«Ah, tu es allée aider les pauvres!», était la réponse de la plupart des gens lorsque nous parlions de mon stage de coopération internationale en République Dominicaine. «Heu… et bien, je ne l'aurais peut-être pas formulé de cette manière…»
Pour ma part, ce stage fut d'abord et avant tout un énorme choc culturel, une situation déstabilisante où je perdais tous mes repères et où j'étais confrontée à moi-même. Ce n'est pas que je n'y étais pas préparée, non. Nous avons eu des formations de groupe où nous avions la chance de discuter de nos craintes, de nos attentes et où des gens nous avaient fait part de leurs expériences. Mais reste qu'entre la théorie et la réalité, il y a une marge. Reste qu'après plus de deux heures de route de la capitale, en s'isolant dans les montagnes, j'avais, à tort, un peu remis en question ma présence à ce stage. Reste qu'après quelques heures passées dans cette communauté de Palo de Caja, où l'humidité et la grande fraîcheur de la fin de janvier m'ont prise au dépourvu, j'ai peut-être un peu douté de ma capacité à y rester deux mois. Mais reste aussi qu'avec ces Dominicains si chaleureux et accueillants et qu'avec notre groupe incroyable, je n'ai pu faire autrement qu'ouvrir mes yeux et mon esprit à cette expérience de stage inoubliable.

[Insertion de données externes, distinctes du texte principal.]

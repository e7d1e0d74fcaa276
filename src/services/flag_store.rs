//! Single-episode flag writes.
//!
//! A flag write is an UPDATE of the user's record for the episode, falling
//! back to an INSERT when no record exists yet. The call reports `true` only
//! when exactly one row was touched.

use crate::domain::{EpisodeId, FlagKey, UserId};
use crate::entities::{prelude::*, user_episode_flags};
use async_trait::async_trait;
use sea_orm::sea_query::Expr;
use sea_orm::{
    ActiveModelTrait, ColumnTrait, ConnectionTrait, DatabaseConnection, DatabaseTransaction,
    DbErr, EntityTrait, QueryFilter, SqlErr,
};
use thiserror::Error;
use tracing::{debug, warn};

/// Errors from the flag write path.
#[derive(Debug, Error)]
pub enum FlagError {
    #[error("Database error: {0}")]
    Database(String),
}

impl From<DbErr> for FlagError {
    fn from(err: DbErr) -> Self {
        Self::Database(err.to_string())
    }
}

impl From<anyhow::Error> for FlagError {
    fn from(err: anyhow::Error) -> Self {
        Self::Database(err.to_string())
    }
}

/// Writes one flag inside a caller-owned transaction.
///
/// The season mutator depends on this seam rather than on [`FlagStore`]
/// directly, so tests can inject a writer that fails on a chosen episode.
#[async_trait]
pub trait FlagWriter: Send + Sync {
    /// Same contract as [`FlagStore::set_flag`], run on `txn`.
    ///
    /// # Errors
    ///
    /// Returns [`FlagError::Database`] on any storage error other than a
    /// uniqueness conflict, which is reported as `Ok(false)`.
    async fn set_flag_in(
        &self,
        txn: &DatabaseTransaction,
        user_id: UserId,
        episode_id: EpisodeId,
        key: FlagKey,
        value: bool,
    ) -> Result<bool, FlagError>;
}

#[derive(Clone)]
pub struct FlagStore {
    conn: DatabaseConnection,
}

impl FlagStore {
    #[must_use]
    pub const fn new(conn: DatabaseConnection) -> Self {
        Self { conn }
    }

    /// Sets `key` to `value` on the user's record for `episode_id`, creating
    /// the record on first write.
    ///
    /// # Errors
    ///
    /// Returns [`FlagError::Database`] when storage fails for a reason other
    /// than a concurrent duplicate insert.
    pub async fn set_flag(
        &self,
        user_id: UserId,
        episode_id: EpisodeId,
        key: FlagKey,
        value: bool,
    ) -> Result<bool, FlagError> {
        let ok = write(&self.conn, user_id, episode_id, key, value).await?;

        let outcome = if ok { "ok" } else { "rejected" };
        metrics::counter!("flag_updates_total", "scope" => "episode", "outcome" => outcome)
            .increment(1);

        Ok(ok)
    }
}

#[async_trait]
impl FlagWriter for FlagStore {
    async fn set_flag_in(
        &self,
        txn: &DatabaseTransaction,
        user_id: UserId,
        episode_id: EpisodeId,
        key: FlagKey,
        value: bool,
    ) -> Result<bool, FlagError> {
        write(txn, user_id, episode_id, key, value).await
    }
}

async fn write<C: ConnectionTrait>(
    conn: &C,
    user_id: UserId,
    episode_id: EpisodeId,
    key: FlagKey,
    value: bool,
) -> Result<bool, FlagError> {
    let column = user_episode_flags::flag_column(key);

    let updated = UserEpisodeFlags::update_many()
        .col_expr(column, Expr::value(value))
        .filter(user_episode_flags::Column::UserId.eq(user_id.value()))
        .filter(user_episode_flags::Column::EpisodeId.eq(episode_id.value()))
        .exec(conn)
        .await?
        .rows_affected;

    if updated == 1 {
        return Ok(true);
    }

    debug!(
        user_id = user_id.value(),
        episode_id = episode_id.value(),
        flag = %key,
        "No flag record yet, inserting"
    );

    let mut record = user_episode_flags::ActiveModel {
        user_id: sea_orm::Set(user_id.value()),
        episode_id: sea_orm::Set(episode_id.value()),
        ..Default::default()
    };
    record.set(column, sea_orm::Value::Bool(Some(value)));

    match UserEpisodeFlags::insert(record)
        .exec_without_returning(conn)
        .await
    {
        Ok(inserted) => Ok(inserted == 1),
        Err(err) => {
            if matches!(err.sql_err(), Some(SqlErr::UniqueConstraintViolation(_))) {
                warn!(
                    user_id = user_id.value(),
                    episode_id = episode_id.value(),
                    flag = %key,
                    "Flag record was created concurrently, write not applied"
                );
                Ok(false)
            } else {
                Err(err.into())
            }
        }
    }
}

Parce qu'un stage de coopération internationale en République dominicaine, c'est découvrir les hauts et les bas d'une vie de groupe avec des gens qu'on ne connaît que depuis deux mois : autant j'ai pu apprécier la force et l'appui d'un groupe ainsi que le plaisir de partager mes expériences avec ceux qui sont vite devenus mes amis, autant j'ai du apprendre à composer avec les divergences d'opinion ainsi qu'avec la promiscuité quotidienne.

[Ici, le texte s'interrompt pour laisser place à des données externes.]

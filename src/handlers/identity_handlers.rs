use actix_web::{HttpResponse, web};
use sqlx::PgPool;

use crate::auth::context::Actor;
use crate::errors::AppError;
use crate::models::identity::{self, IdentityClaims, RegistrationForm, RoleUpdate};
use crate::responses::{ApiResponse, SUCCESS_GET, SUCCESS_SAVE};
use crate::storage::StorageUrls;

/// POST /api/identity/sync - Create or refresh the local user behind
/// verified provider claims.
pub async fn sync(
    pool: web::Data<PgPool>,
    body: web::Json<IdentityClaims>,
) -> Result<HttpResponse, AppError> {
    let user = identity::sync_external(&pool, &body).await?;
    Ok(HttpResponse::Ok().json(ApiResponse::success(SUCCESS_SAVE, user)))
}

/// POST /api/identity/sync/batch - One page of the provider directory.
pub async fn sync_batch(
    pool: web::Data<PgPool>,
    actor: Actor,
    body: web::Json<Vec<IdentityClaims>>,
) -> Result<HttpResponse, AppError> {
    let synced = identity::sync_batch(&pool, &body).await?;
    log::info!("Directory sync: {synced} of {} entries applied", body.len());

    let details = serde_json::json!({
        "received": body.len(),
        "synced": synced,
        "summary": "Directory page synced"
    });
    let _ = crate::audit::log(&pool, actor.user_id, "identity.synced", "identity", 0, details).await;

    Ok(HttpResponse::Ok().json(ApiResponse::success(
        SUCCESS_SAVE,
        serde_json::json!({ "synced": synced }),
    )))
}

/// POST /api/identity/register - Self registration.
pub async fn register(
    pool: web::Data<PgPool>,
    body: web::Json<RegistrationForm>,
) -> Result<HttpResponse, AppError> {
    let id = identity::register(&pool, &body).await?;

    let details = serde_json::json!({
        "nik": body.nik,
        "email": body.email,
        "summary": "User registered"
    });
    let _ = crate::audit::log(&pool, id, "identity.registered", "identity", id, details).await;

    Ok(HttpResponse::Created().json(ApiResponse::success(
        SUCCESS_SAVE,
        serde_json::json!({ "id": id }),
    )))
}

/// POST /api/identity/role
pub async fn update_role(
    pool: web::Data<PgPool>,
    actor: Actor,
    body: web::Json<RoleUpdate>,
) -> Result<HttpResponse, AppError> {
    let user = identity::update_role(&pool, body.user_id, &body.role).await?;

    let details = serde_json::json!({
        "role": body.role,
        "summary": format!("Role set to {}", body.role)
    });
    let _ = crate::audit::log(&pool, actor.user_id, "identity.role_updated", "identity", user.id, details).await;

    Ok(HttpResponse::Ok().json(ApiResponse::success(SUCCESS_SAVE, user)))
}

pub async fn list_roles(pool: web::Data<PgPool>) -> Result<HttpResponse, AppError> {
    let roles = identity::list_roles(&pool).await?;
    Ok(HttpResponse::Ok().json(ApiResponse::success(SUCCESS_GET, roles)))
}

/// GET /api/identity/pending - Registrations awaiting verification.
pub async fn list_pending(
    pool: web::Data<PgPool>,
    urls: web::Data<StorageUrls>,
) -> Result<HttpResponse, AppError> {
    let users = identity::list_pending_verification(&pool, &urls).await?;
    Ok(HttpResponse::Ok().json(ApiResponse::success(SUCCESS_GET, users)))
}

pub async fn read(pool: web::Data<PgPool>, path: web::Path<i64>) -> Result<HttpResponse, AppError> {
    let user = identity::find_by_id(&pool, path.into_inner())
        .await?
        .ok_or(AppError::NotFound)?;
    Ok(HttpResponse::Ok().json(ApiResponse::success(SUCCESS_GET, user)))
}

/// GET /api/identity/external/{external_id} - Lookup by directory id.
pub async fn read_external(
    pool: web::Data<PgPool>,
    path: web::Path<String>,
) -> Result<HttpResponse, AppError> {
    let user = identity::find_by_external_id(&pool, path.trim())
        .await?
        .ok_or(AppError::NotFound)?;
    Ok(HttpResponse::Ok().json(ApiResponse::success(SUCCESS_GET, user)))
}
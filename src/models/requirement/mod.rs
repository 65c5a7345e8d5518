pub mod kind;
pub mod queries;
pub mod types;

pub use kind::*;
pub use queries::*;
pub use types::*;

Un stage, c'est aussi la beauté des montagnes à perte de vue et cette végétation florissante si différente de la nôtre. C'est découvrir le travail agricole des Dominicains avec «Paton», qui nous a appris à manier la «mocha» et à planter des pousses de café en terrain escarpé. C'est explorer un nouveau domaine en préparant des cours d'anglais ou de géographie pour les adolescents de l'école. Ou encore, vaincre sa gêne en présentant un atelier sur les MTS devant un village au complet (en espagnol, bien sûr).
Une expérience de stage, c'est en apprendre davantage sur une autre culture, et pouvoir échanger sur les différences culturelles avec les jeunes et les adultes de là-bas. C'est tenter de mieux comprendre la réalité des pays du sud, et développer une certaine capacité d'analyse, un esprit critique quant aux situations politiques et sociales qui y sont vécues.

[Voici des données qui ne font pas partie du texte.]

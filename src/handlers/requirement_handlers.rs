use actix_web::{HttpResponse, web};
use sqlx::PgPool;

use crate::auth::context::Actor;
use crate::errors::AppError;
use crate::models::requirement::{self, RequirementItemForm, RequirementKind};
use crate::responses::{ApiResponse, SUCCESS_GET, SUCCESS_SAVE};

fn kind_from_path(raw: &str) -> Result<RequirementKind, AppError> {
    RequirementKind::parse(raw)
        .ok_or_else(|| AppError::Validation(format!("unknown requirement kind '{raw}'")))
}

/// GET /api/requirements/{planning_id} - All items grouped by kind.
pub async fn list_all(pool: web::Data<PgPool>, path: web::Path<i64>) -> Result<HttpResponse, AppError> {
    let items = requirement::items_by_kind(&pool, path.into_inner()).await?;
    Ok(HttpResponse::Ok().json(ApiResponse::success(SUCCESS_GET, items)))
}

pub async fn list_kind(
    pool: web::Data<PgPool>,
    path: web::Path<(i64, String)>,
) -> Result<HttpResponse, AppError> {
    let (planning_id, kind) = path.into_inner();
    let kind = kind_from_path(&kind)?;
    let items = requirement::list_by_planning(&pool, planning_id, kind).await?;
    Ok(HttpResponse::Ok().json(ApiResponse::success(SUCCESS_GET, items)))
}

/// POST /api/requirements/{planning_id}/{kind} - Create or update one item.
pub async fn store(
    pool: web::Data<PgPool>,
    actor: Actor,
    path: web::Path<(i64, String)>,
    body: web::Json<RequirementItemForm>,
) -> Result<HttpResponse, AppError> {
    let (planning_id, kind) = path.into_inner();
    let kind = kind_from_path(&kind)?;
    let item = requirement::store_item(&pool, planning_id, kind, &body).await?;

    let details = serde_json::json!({
        "kind": kind,
        "name": item.name,
        "planning_id": planning_id,
        "summary": format!("{kind} item '{}' saved", item.name)
    });
    let _ = crate::audit::log(&pool, actor.user_id, "requirement.saved", "requirement_item", item.id, details).await;

    Ok(HttpResponse::Ok().json(ApiResponse::success(SUCCESS_SAVE, item)))
}
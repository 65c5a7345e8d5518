pub mod matcher;
pub mod queries;
pub mod types;

pub use queries::*;
pub use types::*;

C'est goûter à la joie de voir les sourires et les yeux pétillants des enfants pour qui nous avons préparé une fête, et découvrir à quel point notre présence est attendue et à quel point, pour quelques semaines, elle apporte un peu plus de vie au quotidien des gens de Palo de Caja.
Mais c'est aussi quitter ma deuxième famille, et des amis qui m'ont tant appris et avec qui j'ai tant partagé. Mon stage, c'est des soirées à danser la «Batchata» avec les gens du village. C'est plein de souvenirs de visages dont je me rappellerai toujours et qui me font parfois encore verser une larme de nostalgie. C'est une expérience de vie ainsi qu'un travail sur moi qui me soutiendront dans mes futurs projets.
Enfin, un stage de coopération internationale, c'est avoir le goût de s'impliquer au retour, c'est consommer de façon réfléchie et équitable. C'est sensibiliser les gens autour de soi et leur faire profiter de notre expérience.